I now expect Bill Shorten & Co will quietly try to match your largesse with the big boys, Tony, in order to win back some of the scratch the banks and miners have outlaid to the Liberal Party for favours.  Seems to me there’s the Australian people, then there are the leeching 1% and their politicians.

I think Australians are beginning to wake up to what’s going on here.

FINANCIAL SECTOR INQUIRY

Now there’s a brief but solid submission from Kavanagh, Bryan!    🙂
 

ECONOMICS HAS SOME BASICS ….

…. BUT WE’RE BREACHING THESE …

Work creates wealth. Working shouldn’t be taxed, because penalising work gives all the wrong signals, encouraging speculative activity and creating vast wealth differentials.

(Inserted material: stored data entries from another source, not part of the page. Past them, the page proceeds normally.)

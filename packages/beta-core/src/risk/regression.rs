//! Keyed alignment and OLS beta regression.

use crate::series::ReturnSeries;
use crate::types::{AlignedReturnPair, BetaFit};
use crate::{Error, Result};
use std::cmp::Ordering;

/// Minimum overlapping observations before a regression is attempted.
pub const MIN_SAMPLES: usize = 10;

/// Pair two return series by date using [`MIN_SAMPLES`] as the floor.
pub fn align(asset: &ReturnSeries, benchmark: &ReturnSeries) -> Result<AlignedReturnPair> {
    align_with_min(asset, benchmark, MIN_SAMPLES)
}

/// Pair two return series by date.
///
/// Only dates present in both series survive (inner join). Nothing is filled
/// or interpolated, and values are matched by date rather than by position.
///
/// # Errors
///
/// `Error::InsufficientData` when fewer than `min_samples` dates are shared.
pub fn align_with_min(
    asset: &ReturnSeries,
    benchmark: &ReturnSeries,
    min_samples: usize,
) -> Result<AlignedReturnPair> {
    let a = asset.points();
    let b = benchmark.points();

    let capacity = a.len().min(b.len());
    let mut dates = Vec::with_capacity(capacity);
    let mut asset_values = Vec::with_capacity(capacity);
    let mut benchmark_values = Vec::with_capacity(capacity);

    // Both sides are strictly ascending, so a merge walk finds the intersection
    let (mut i, mut j) = (0, 0);
    while i < a.len() && j < b.len() {
        match a[i].date.cmp(&b[j].date) {
            Ordering::Less => i += 1,
            Ordering::Greater => j += 1,
            Ordering::Equal => {
                dates.push(a[i].date);
                asset_values.push(a[i].value);
                benchmark_values.push(b[j].value);
                i += 1;
                j += 1;
            }
        }
    }

    if dates.len() < min_samples {
        return Err(Error::InsufficientData {
            required: min_samples,
            actual: dates.len(),
        });
    }

    Ok(AlignedReturnPair::from_parts(
        dates,
        asset_values,
        benchmark_values,
    ))
}

/// Regress the pair's asset returns on its benchmark returns.
///
/// See [`regress`] for the estimator.
pub fn compute_beta(pair: &AlignedReturnPair) -> Result<BetaFit> {
    regress(pair.asset(), pair.benchmark())
}

/// Ordinary least squares of `asset` (dependent) on `benchmark` (independent).
///
/// ```text
/// beta        = Cov(a, b) / Var(b)
/// intercept   = mean(a) - beta * mean(b)
/// correlation = Cov(a, b) / (sd(a) * sd(b))
/// r_squared   = correlation^2
/// ```
///
/// Population divisors (`n`) are used throughout. The divisor cancels in both
/// ratios, so beta and correlation match their sample-divisor counterparts.
///
/// When the asset itself is constant, beta is 0 and correlation is reported
/// as 0.
///
/// # Errors
///
/// - `Error::InvalidInput` if the slices differ in length
/// - `Error::InsufficientData` with fewer than two observations
/// - `Error::DegenerateInput` if the benchmark has zero variance
pub fn regress(asset: &[f64], benchmark: &[f64]) -> Result<BetaFit> {
    if asset.len() != benchmark.len() {
        return Err(Error::InvalidInput(format!(
            "Asset has {} returns but benchmark has {}",
            asset.len(),
            benchmark.len()
        )));
    }
    if asset.len() < 2 {
        return Err(Error::InsufficientData {
            required: 2,
            actual: asset.len(),
        });
    }

    let n = asset.len() as f64;
    let mean_a = asset.iter().sum::<f64>() / n;
    let mean_b = benchmark.iter().sum::<f64>() / n;

    let mut cov = 0.0;
    let mut var_a = 0.0;
    let mut var_b = 0.0;
    for (&a, &b) in asset.iter().zip(benchmark) {
        let da = a - mean_a;
        let db = b - mean_b;
        cov += da * db;
        var_a += da * da;
        var_b += db * db;
    }
    cov /= n;
    var_a /= n;
    var_b /= n;

    if is_zero_variance(var_b, benchmark) {
        return Err(Error::DegenerateInput(
            "Benchmark returns have zero variance; beta is undefined".to_string(),
        ));
    }

    let beta = cov / var_b;
    let intercept = mean_a - beta * mean_b;

    let correlation = if is_zero_variance(var_a, asset) {
        0.0
    } else {
        (cov / (var_a.sqrt() * var_b.sqrt())).clamp(-1.0, 1.0)
    };

    Ok(BetaFit {
        beta,
        intercept,
        r_squared: correlation * correlation,
        correlation,
    })
}

/// Variance indistinguishable from rounding noise on a constant series.
fn is_zero_variance(variance: f64, values: &[f64]) -> bool {
    let scale = values.iter().fold(0.0_f64, |m, v| m.max(v.abs()));
    variance <= (4.0 * f64::EPSILON * scale).powi(2)
}
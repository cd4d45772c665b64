//! In-memory cache with per-entry expiry.

use dashmap::DashMap;
use std::hash::Hash;
use std::sync::Arc;
use std::time::{Duration, Instant};

#[derive(Debug, Clone)]
struct CacheEntry<V> {
    value: V,
    expire_at: Instant,
}

impl<V> CacheEntry<V> {
    fn is_expired(&self, now: Instant) -> bool {
        now >= self.expire_at
    }
}

/// Thread-safe key/value cache where every entry carries an explicit TTL.
///
/// Clones share the same storage.
#[derive(Debug)]
pub struct TtlCache<K, V>
where
    K: Eq + Hash,
{
    map: Arc<DashMap<K, CacheEntry<V>>>,
    default_ttl: Duration,
}

impl<K, V> Clone for TtlCache<K, V>
where
    K: Eq + Hash,
{
    fn clone(&self) -> Self {
        Self {
            map: Arc::clone(&self.map),
            default_ttl: self.default_ttl,
        }
    }
}

impl<K, V> TtlCache<K, V>
where
    K: Eq + Hash,
    V: Clone,
{
    /// Create a cache whose entries live for `default_ttl` unless told otherwise.
    pub fn new(default_ttl: Duration) -> Self {
        Self {
            map: Arc::new(DashMap::new()),
            default_ttl,
        }
    }

    /// Default entry lifetime.
    pub fn default_ttl(&self) -> Duration {
        self.default_ttl
    }

    /// Get a live value. Expired entries are removed on access.
    pub fn get(&self, key: &K) -> Option<V> {
        let now = Instant::now();
        let expired = match self.map.get(key) {
            Some(entry) if !entry.is_expired(now) => return Some(entry.value.clone()),
            Some(_) => true,
            None => false,
        };
        // The read guard is released above; removing while holding it would deadlock
        if expired {
            self.map.remove_if(key, |_, entry| entry.is_expired(now));
        }
        None
    }

    /// Insert with the default TTL.
    pub fn insert(&self, key: K, value: V) {
        self.insert_with_ttl(key, value, self.default_ttl);
    }

    /// Insert with an explicit TTL.
    pub fn insert_with_ttl(&self, key: K, value: V, ttl: Duration) {
        let expire_at = Instant::now() + ttl;
        self.map.insert(key, CacheEntry { value, expire_at });
    }

    /// Remove one entry, returning its value if it was still live.
    pub fn invalidate(&self, key: &K) -> Option<V> {
        let now = Instant::now();
        self.map
            .remove(key)
            .filter(|(_, entry)| !entry.is_expired(now))
            .map(|(_, entry)| entry.value)
    }

    /// Remove every entry.
    pub fn invalidate_all(&self) {
        self.map.clear();
    }

    /// Drop expired entries and return how many were removed.
    pub fn purge_expired(&self) -> usize {
        let now = Instant::now();
        let before = self.map.len();
        self.map.retain(|_, entry| !entry.is_expired(now));
        before.saturating_sub(self.map.len())
    }

    /// Number of stored entries, including ones that have expired but not been purged.
    pub fn len(&self) -> usize {
        self.map.len()
    }

    /// Whether the cache holds no entries.
    pub fn is_empty(&self) -> bool {
        self.map.is_empty()
    }
}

Owning land per se doesn’t create wealth, but location, size, shape, topography, services, infrastructure, population and transport bring general amenity, generating an annual income to individual sites.  The income from land is the proper subject of revenue, because the owner of the site didn’t create it.  Everything external to the site did.  We should pay society for the value of the relative privilege expressed in the annual value of our site.

Failure to acknowledge and act upon self-defeating tax regimes–that is, continuing to tax people and businesses for working–is a recipe for economic and social disaster – anywhere.

Look around you. Look how many things are going awry overseas in connection with land/territory–Israel/Palestine, Syria, Iraq, the Ukraine, etc.–for flawed land and taxation regimes.  It’s not a pretty sight, is it?  Fortunately, it’s not matched by the same level of social disaster at home, but it is latent as we sell off our public utilities, face unaffordable housing, bad budgets, rising unemployment, and so on.

We should definitely not be trying to treat all the pathologies that spill out of these errant tax regimes.  It won’t work. We need to fix the economies by genuine revenue reform–and start literally from the ground–along the lines suggested by the Henry Tax Review 2008, for example: “economic growth would be higher if governments raised more revenue from land and less revenue from other tax bases”.

Then, you won’t have Tweedledum and Tweedledummer political parties promoting speculation.

Then you will be able to remedy environmental destruction, poverty, health, education, social and international strife.

Then you will have funding for science and the arts.

By starting at the wrong end—endeavouring to deal with the problems generated by failed tax regimes—we’re simply digging deeper holes for ourselves.

But the 1% are committed to fighting for things as they are, and for the moment, they have all the say.